Friday, May 15, 2015

And, success means . . .?


      And let the hand-wringing continue!
      I admit, I've been around the block a time or two, so the recent news out of the Pew Research Center was not surprising.  If you've not seen it, the study, released on May 12, 2015, is entitled:  "America’s Changing Religious Landscape Christians Decline Sharply as Share of Population; Unaffiliated and Other Faiths Continue to Grow".  According to the research, the Christian population in the US declined from 78.4% to 70.6% between 2007 and 2014.  At the same time, the unaffiliated portion of the population grew from 16.1% to 22.8%.  There was also a small percentage increase in non-Christian traditions.  In other words, MOST of those who "left" the Christian fold simply dis-affiliated.  A couple of commentators on this trend (although writing separately from the release of this study) calls these folks the "Dones" -- as in "done" with traditional religion, as semi-distinct from the "Nones", many of whom never affiliated.*
      Well, as historians of religion in America have noted for some time -- probably since the heyday of the post-WW II years, this trend is not new (or confined to Christianity), although the steep decline in less than a decade is a bit unusual.  And many of those historians, from diverse (or no) religious traditions, have tried to make sense of the decline.  For some, it is due to changing demographics -- with new ethnic/religious groups coming to the US, intermarriage has "diluted" religious homogeneity.  For others, it is the "culture wars", and certain traditions' hard-line stance against some social issues, that has "driven" people away.  For still others, the reason for the departure is some religions' focus on their own "stuff" (e.g., building buildings rather than feeding the poor, or padding the pastor's pocket).  Others would point to the battle between religion and science. And for still others, there is a dissatisfaction with a shallow presentation of the faith, i.e., "all glitzy show and no lasting substance".
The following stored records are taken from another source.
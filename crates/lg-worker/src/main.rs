//! Inspection worker binary.
//!
//! ```text
//! lg-worker run <video-path> [--source <ref>]
//! lg-worker show <report-id>
//! ```

use std::sync::Arc;
use std::time::Duration;

use serde::Serialize;
use tracing::{error, info};
use tracing_subscriber::{fmt, prelude::*, EnvFilter};

use lg_firestore::{ConditionReportRepository, FirestoreClient, FirestoreError};
use lg_models::{ConditionReport, DefectRecord, ReportId};
use lg_storage::R2Client;
use lg_worker::{
    DefectClassifier, GeminiClient, GeminiConfig, InspectionPipeline, PipelineConfig,
    ReportAssembler, WorkerError, WorkerResult,
};

const USAGE: &str = "usage: lg-worker run <video-path> [--source <ref>] | lg-worker show <report-id>";
const ASSET_URL_TTL: Duration = Duration::from_secs(3600);

enum Command {
    Run {
        video_path: String,
        source_ref: Option<String>,
    },
    Show {
        report_id: String,
    },
}

fn parse_args(args: &[String]) -> Result<Command, String> {
    match args.first().map(String::as_str) {
        Some("run") => {
            let video_path = args.get(1).ok_or("missing <video-path>")?.clone();
            let source_ref = match args.get(2).map(String::as_str) {
                None => None,
                Some("--source") => Some(args.get(3).ok_or("missing value for --source")?.clone()),
                Some(other) => return Err(format!("unexpected argument: {}", other)),
            };
            Ok(Command::Run {
                video_path,
                source_ref,
            })
        }
        Some("show") => Ok(Command::Show {
            report_id: args.get(1).ok_or("missing <report-id>")?.clone(),
        }),
        Some(other) => Err(format!("unknown command: {}", other)),
        None => Err("missing command".to_string()),
    }
}

fn init_tracing() {
    let use_json = std::env::var("LOG_FORMAT")
        .map(|v| v.to_lowercase() == "json")
        .unwrap_or(false);

    let env_filter = EnvFilter::try_from_default_env().unwrap_or_else(|_| EnvFilter::new("lg=info"));

    // Logs go to stderr; stdout carries the JSON result
    if use_json {
        tracing_subscriber::registry()
            .with(fmt::layer().json().with_writer(std::io::stderr))
            .with(env_filter)
            .init();
    } else {
        tracing_subscriber::registry()
            .with(
                fmt::layer()
                    .with_writer(std::io::stderr)
                    .with_ansi(true)
                    .with_target(true)
                    .with_thread_ids(false)
                    .with_file(false)
                    .with_line_number(false),
            )
            .with(env_filter)
            .init();
    }
}

struct Services {
    storage: Arc<R2Client>,
    reports: Arc<ConditionReportRepository>,
}

impl Services {
    fn assembler(&self) -> ReportAssembler {
        ReportAssembler::new(self.storage.clone(), self.reports.clone())
    }
}

async fn connect_services() -> WorkerResult<Services> {
    let storage = Arc::new(R2Client::from_env()?);
    let firestore = FirestoreClient::from_env().await?;
    info!(
        bucket = storage.bucket(),
        project = %firestore.config().project_id,
        "Connected report stores"
    );
    Ok(Services {
        storage,
        reports: Arc::new(ConditionReportRepository::new(firestore)),
    })
}

async fn run_inspection(video_path: &str, source_ref: Option<String>) -> WorkerResult<String> {
    let config = PipelineConfig::from_env();
    info!("Pipeline config: {:?}", config);

    let services = connect_services().await?;
    let gemini = GeminiConfig::from_env()?.with_frame_timeout(config.classify_timeout);
    let model = Arc::new(GeminiClient::new(gemini)?);
    info!(models = ?model.models(), "Vision model ready");
    let classifier = DefectClassifier::new(model, config.classify_timeout)
        .with_concurrency(config.classify_concurrency);
    let assembler = services.assembler();
    let pipeline = InspectionPipeline::new(config, classifier, assembler);

    let bytes = tokio::fs::read(video_path).await?;
    let source_ref = source_ref.or_else(|| Some(video_path.to_string()));
    let summary = pipeline.run(&bytes, source_ref).await?;

    serde_json::to_string_pretty(&summary.response())
        .map_err(|e| WorkerError::config_error(format!("Failed to encode response: {}", e)))
}

#[derive(Serialize)]
struct DefectView<'a> {
    #[serde(flatten)]
    record: &'a DefectRecord,
    image_url: Option<String>,
}

#[derive(Serialize)]
struct ReportView<'a> {
    report_id: &'a str,
    created_at: String,
    source_ref: Option<&'a str>,
    defects: Vec<DefectView<'a>>,
}

async fn show_report(report_id: &str) -> WorkerResult<String> {
    let services = connect_services().await?;
    let id = ReportId::from_string(report_id);

    let report: ConditionReport = services
        .assembler()
        .fetch(&id)
        .await?
        .ok_or_else(|| FirestoreError::not_found(report_id))?;

    let mut defects = Vec::with_capacity(report.defects.len());
    for record in &report.defects {
        let image_url = match &record.asset_ref {
            Some(asset) => Some(services.storage.presign_get(asset.as_str(), ASSET_URL_TTL).await?),
            None => None,
        };
        defects.push(DefectView { record, image_url });
    }

    let view = ReportView {
        report_id: report.id.as_str(),
        created_at: report.created_at.to_rfc3339(),
        source_ref: report.source_ref.as_deref(),
        defects,
    };
    serde_json::to_string_pretty(&view)
        .map_err(|e| WorkerError::config_error(format!("Failed to encode report: {}", e)))
}

#[tokio::main]
async fn main() {
    // Install rustls crypto provider (required for TLS/HTTPS)
    if rustls::crypto::ring::default_provider().install_default().is_err() {
        eprintln!("rustls crypto provider already installed");
    }

    dotenvy::dotenv().ok();
    init_tracing();

    let args: Vec<String> = std::env::args().skip(1).collect();
    let command = match parse_args(&args) {
        Ok(c) => c,
        Err(e) => {
            eprintln!("{}\n{}", e, USAGE);
            std::process::exit(2);
        }
    };

    let result = match command {
        Command::Run {
            video_path,
            source_ref,
        } => run_inspection(&video_path, source_ref).await,
        Command::Show { report_id } => show_report(&report_id).await,
    };

    match result {
        Ok(json) => println!("{}", json),
        Err(e) => {
            error!("{}", e);
            let body = serde_json::json!({ "status": "error", "error": e.user_message() });
            println!("{}", body);
            std::process::exit(1);
        }
    }
}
       All of these reasons have their validity; the scholars who've reasoned them out have done so with good data.  And each of the reasons usually comes with a proposal to counter the decline.  Whether it's more involvement in social justice ministries, or more "new-age" worship, or more "traditional" worship, or "Religion & Science" lecture series -- the religious groups will not go "gentle into that dark night"**.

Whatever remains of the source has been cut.